Miré por el rabillo del ojo, y una mancha marrón apareció junto un gruñido. Di la vuelta encontrándome con el animal de frente. Recordé vagamente lo que me había dicho al ver la foto: «No te quedes de pie, los osos piensan que eso es provocarlo para una pelea. Tampoco eches a correr, porque te alcanzará rápido. En caso de que te encuentres con uno, túmbate y déjale que te huela un rato, acabará marchándose».
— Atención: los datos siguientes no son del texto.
use chrono::Utc;
use serde::Serialize;
use tracing::warn;
use uuid::Uuid;

use crate::store::MailStore;

pub const EVENT_SENT: &str = "message.sent";
pub const EVENT_BOUNCED: &str = "message.bounced";
pub const EVENT_FAILED: &str = "message.failed";

/// Reserved in the taxonomy, never emitted by the worker.
pub const RESERVED_EVENTS: [&str; 5] = [
	"message.queued",
	"message.delivered",
	"message.opened",
	"message.clicked",
	"complaint.received",
];

#[derive(Debug, Clone)]
pub enum MessageEvent {
	Sent {
		smtp_id: String,
	},
	Bounced {
		code: Option<u16>,
		description: String,
	},
	Failed {
		reason: String,
	},
}

impl MessageEvent {
	pub fn name(&self) -> &'static str {
		match self {
			MessageEvent::Sent { .. } => EVENT_SENT,
			MessageEvent::Bounced { .. } => EVENT_BOUNCED,
			MessageEvent::Failed { .. } => EVENT_FAILED,
		}
	}

	pub fn payload(&self, message_id: Uuid) -> serde_json::Value {
		let timestamp = Utc::now().to_rfc3339();
		let value = match self {
			MessageEvent::Sent { smtp_id } => serde_json::to_value(SentPayload {
				event: self.name(),
				timestamp,
				message_id,
				smtp_message_id: smtp_id.clone(),
			}),
			MessageEvent::Bounced { code, description } => serde_json::to_value(BouncedPayload {
				event: self.name(),
				timestamp,
				message_id,
				bounce_type: "hard",
				bounce_code: *code,
				bounce_message: description.clone(),
			}),
			MessageEvent::Failed { reason } => serde_json::to_value(FailedPayload {
				event: self.name(),
				timestamp,
				message_id,
				failure_reason: reason.clone(),
			}),
		};
		// Serialization of these payload structs cannot fail.
		value.unwrap_or_else(|_| serde_json::json!({ "event": self.name() }))
	}
}

#[derive(Serialize)]
#[serde(rename_all = "camelCase")]
struct SentPayload {
	event: &'static str,
	timestamp: String,
	message_id: Uuid,
	smtp_message_id: String,
}

#[derive(Serialize)]
#[serde(rename_all = "camelCase")]
struct BouncedPayload {
	event: &'static str,
	timestamp: String,
	message_id: Uuid,
	bounce_type: &'static str,
	#[serde(skip_serializing_if = "Option::is_none")]
	bounce_code: Option<u16>,
	bounce_message: String,
}

#[derive(Serialize)]
#[serde(rename_all = "camelCase")]
struct FailedPayload {
	event: &'static str,
	timestamp: String,
	message_id: Uuid,
	failure_reason: String,
}

/// Fans a status change out to every subscribed active webhook as a pending
/// delivery row. Failing to enqueue never fails the message transition:
/// errors are logged and the event is dropped for that webhook.
pub async fn emit(
	store: &dyn MailStore,
	api_key_id: Uuid,
	message_id: Uuid,
	event: &MessageEvent,
) {
	let webhooks = match store.active_webhooks(api_key_id).await {
		Ok(webhooks) => webhooks,
		Err(err) => {
			warn!(%api_key_id, %message_id, event = event.name(), "webhook lookup failed, dropping event: {err}");
			return;
		}
	};

	let payload = event.payload(message_id);
	for webhook in webhooks {
		if !webhook.subscribes_to(event.name()) {
			continue;
		}
		if let Err(err) = store
			.enqueue_webhook_delivery(webhook.id, Some(message_id), event.name(), &payload)
			.await
		{
			warn!(
				webhook_id = %webhook.id,
				%message_id,
				event = event.name(),
				"webhook delivery enqueue failed, dropping: {err}"
			);
		}
	}
}
use std::collections::HashMap;
use std::sync::Mutex;
use std::time::Instant;

use uuid::Uuid;

struct Bucket {
	tokens: f64,
	last_refill: Instant,
}

/// In-process per-tenant token buckets. One token per submission, refilled
/// at the tenant's configured rate; the bucket never holds more than one
/// second's worth of burst.
#[derive(Default)]
pub struct RateLimiter {
	buckets: Mutex<HashMap<Uuid, Bucket>>,
}

impl RateLimiter {
	pub fn new() -> Self {
		Self::default()
	}

	pub fn allow(&self, api_key_id: Uuid, per_second: u32) -> bool {
		if per_second == 0 {
			return false;
		}
		let capacity = per_second as f64;
		let now = Instant::now();

		let mut buckets = match self.buckets.lock() {
			Ok(guard) => guard,
			Err(poisoned) => poisoned.into_inner(),
		};
		let bucket = buckets.entry(api_key_id).or_insert(Bucket {
			tokens: capacity,
			last_refill: now,
		});

		let elapsed = now.duration_since(bucket.last_refill).as_secs_f64();
		bucket.tokens = (bucket.tokens + elapsed * capacity).min(capacity);
		bucket.last_refill = now;

		if bucket.tokens >= 1.0 {
			bucket.tokens -= 1.0;
			true
		} else {
			false
		}
	}
}
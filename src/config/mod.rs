use serde::Deserialize;
use std::{env, time::Duration};

#[derive(Deserialize, Clone, Debug)]
pub struct Config {
	pub database_url: String,
	pub hostname: String,
	pub smtp: SmtpConfig,
	pub worker: WorkerConfig,
	pub telemetry: TelemetryConfig,
}

#[derive(Deserialize, Clone, Debug)]
pub struct SmtpConfig {
	pub host: String,
	pub port: u16,
	pub user: Option<String>,
	pub pass: Option<String>,
	pub tls: TlsMode,
	pub allow_invalid_certs: bool,
	pub timeout: Duration,
	pub max_connections: usize,
	pub from_default: String,
}

#[derive(Deserialize, Clone, Copy, Debug, PartialEq, Eq)]
#[serde(rename_all = "snake_case")]
pub enum TlsMode {
	Required,
	Opportunistic,
	None,
}

#[derive(Deserialize, Clone, Debug)]
pub struct WorkerConfig {
	pub concurrency: usize,
	pub max_retries: u32,
	pub retry_delay: Duration,
	pub poll_interval: Duration,
	pub max_webhook_retries: u32,
	pub visibility_timeout: Duration,
	pub shutdown_grace: Duration,
	pub dkim_cache_ttl: Duration,
	pub debug: bool,
}

#[derive(Deserialize, Clone, Debug)]
pub struct TelemetryConfig {
	pub enabled: bool,
	pub otlp_endpoint: String,
	pub service_name: String,
	pub sample_ratio: f64,
	pub console_logs: bool,
}

impl Config {
	pub fn from_env() -> Result<Self, ConfigError> {
		let database_url = env::var("DATABASE_URL")
			.ok()
			.filter(|v| !v.trim().is_empty())
			.ok_or(ConfigError::Missing("DATABASE_URL"))?;

		let smtp = SmtpConfig {
			host: env_var("SMTP_HOST", "localhost"),
			port: env_parse("SMTP_PORT", 587u16),
			user: env::var("SMTP_USER").ok().filter(|v| !v.is_empty()),
			pass: env::var("SMTP_PASS").ok().filter(|v| !v.is_empty()),
			tls: parse_tls_mode(&env_var("SMTP_TLS", "opportunistic"))?,
			allow_invalid_certs: env_parse_bool("SMTP_ALLOW_INVALID_CERTS", false),
			timeout: Duration::from_secs(env_parse("SMTP_TIMEOUT_SECS", 30u64)),
			max_connections: env_parse("SMTP_MAX_CONNECTIONS", 8usize).clamp(1, 64),
			from_default: env_var("SMTP_FROM_DEFAULT", "no-reply@localhost"),
		};

		let poll_interval_ms = env_parse("POLL_INTERVAL_MS", 5_000u64).max(1_000);
		let worker = WorkerConfig {
			concurrency: env_parse("WORKER_CONCURRENCY", 10usize).clamp(1, 100),
			max_retries: env_parse("MAX_RETRIES", 3u32).min(10),
			retry_delay: Duration::from_millis(env_parse("RETRY_DELAY_MS", 5_000u64).max(1_000)),
			poll_interval: Duration::from_millis(poll_interval_ms),
			max_webhook_retries: env_parse("MAX_WEBHOOK_RETRIES", 5u32),
			visibility_timeout: Duration::from_millis(
				env_parse("VISIBILITY_TIMEOUT_MS", poll_interval_ms).max(1_000),
			),
			shutdown_grace: Duration::from_millis(env_parse("SHUTDOWN_GRACE_MS", 30_000u64)),
			dkim_cache_ttl: Duration::from_secs(env_parse("DKIM_CACHE_TTL_SECS", 300u64).min(300)),
			debug: env_parse_bool("DEBUG", false),
		};

		let telemetry = TelemetryConfig {
			enabled: env_parse_bool("TELEMETRY_ENABLED", false),
			otlp_endpoint: env_var("TELEMETRY_OTLP_ENDPOINT", "http://localhost:4318/v1/traces"),
			service_name: env_var("TELEMETRY_SERVICE_NAME", "courier"),
			sample_ratio: env_parse("TELEMETRY_SAMPLE_RATIO", 1.0f64),
			console_logs: env_parse_bool("TELEMETRY_CONSOLE_LOGS", true),
		};

		Ok(Self {
			database_url,
			hostname: env_var("COURIER_HOSTNAME", "courier.localhost"),
			smtp,
			worker,
			telemetry,
		})
	}
}

#[derive(Debug, thiserror::Error)]
pub enum ConfigError {
	#[error("missing required environment variable {0}")]
	Missing(&'static str),

	#[error("invalid value for {key}: {value}")]
	Invalid { key: &'static str, value: String },
}

fn parse_tls_mode(value: &str) -> Result<TlsMode, ConfigError> {
	match value.trim().to_ascii_lowercase().as_str() {
		"required" | "starttls" => Ok(TlsMode::Required),
		"opportunistic" => Ok(TlsMode::Opportunistic),
		"none" | "off" | "plain" => Ok(TlsMode::None),
		other => Err(ConfigError::Invalid {
			key: "SMTP_TLS",
			value: other.to_string(),
		}),
	}
}

fn env_var(key: &str, fallback: &str) -> String {
	env::var(key).unwrap_or_else(|_| fallback.to_string())
}

fn env_parse<T: std::str::FromStr>(key: &str, fallback: T) -> T {
	env::var(key)
		.ok()
		.and_then(|v| v.parse::<T>().ok())
		.unwrap_or(fallback)
}

fn env_parse_bool(key: &str, fallback: bool) -> bool {
	env::var(key)
		.ok()
		.map(|v| {
			matches!(
				v.trim().to_ascii_lowercase().as_str(),
				"1" | "true" | "yes" | "on"
			)
		})
		.unwrap_or(fallback)
}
Me agaché poco a poco para tumbarme mientras que sus ojos negros me observaban. Su pelaje era tupido y espeso, tenía una enorme cabeza con dos pequeñas orejas redondeadas. Nunca había visto un oso en la realidad y no me gustaría verlo de nuevo. Dejé el jarrón junto a mí y me tumbé del todo, esperando a sentir su olfateo. Miré hacia el cielo y después al animal, hasta que me di cuenta de unos zapatos sobresaliendo de la esquina de mi casa. «Ladrón y oso, lo que me faltaba», pensé. Me incorporé un poco para ver la cara del ladrón, pero para mi sorpresa, era el chico de labios tentadores. «Un sueño, todo esto es un maldito sueño y yo esperando que me olfateasen», me dije a mí misma y rodé los ojos. No me había dado cuenta hasta ahora: no había osos en Marway.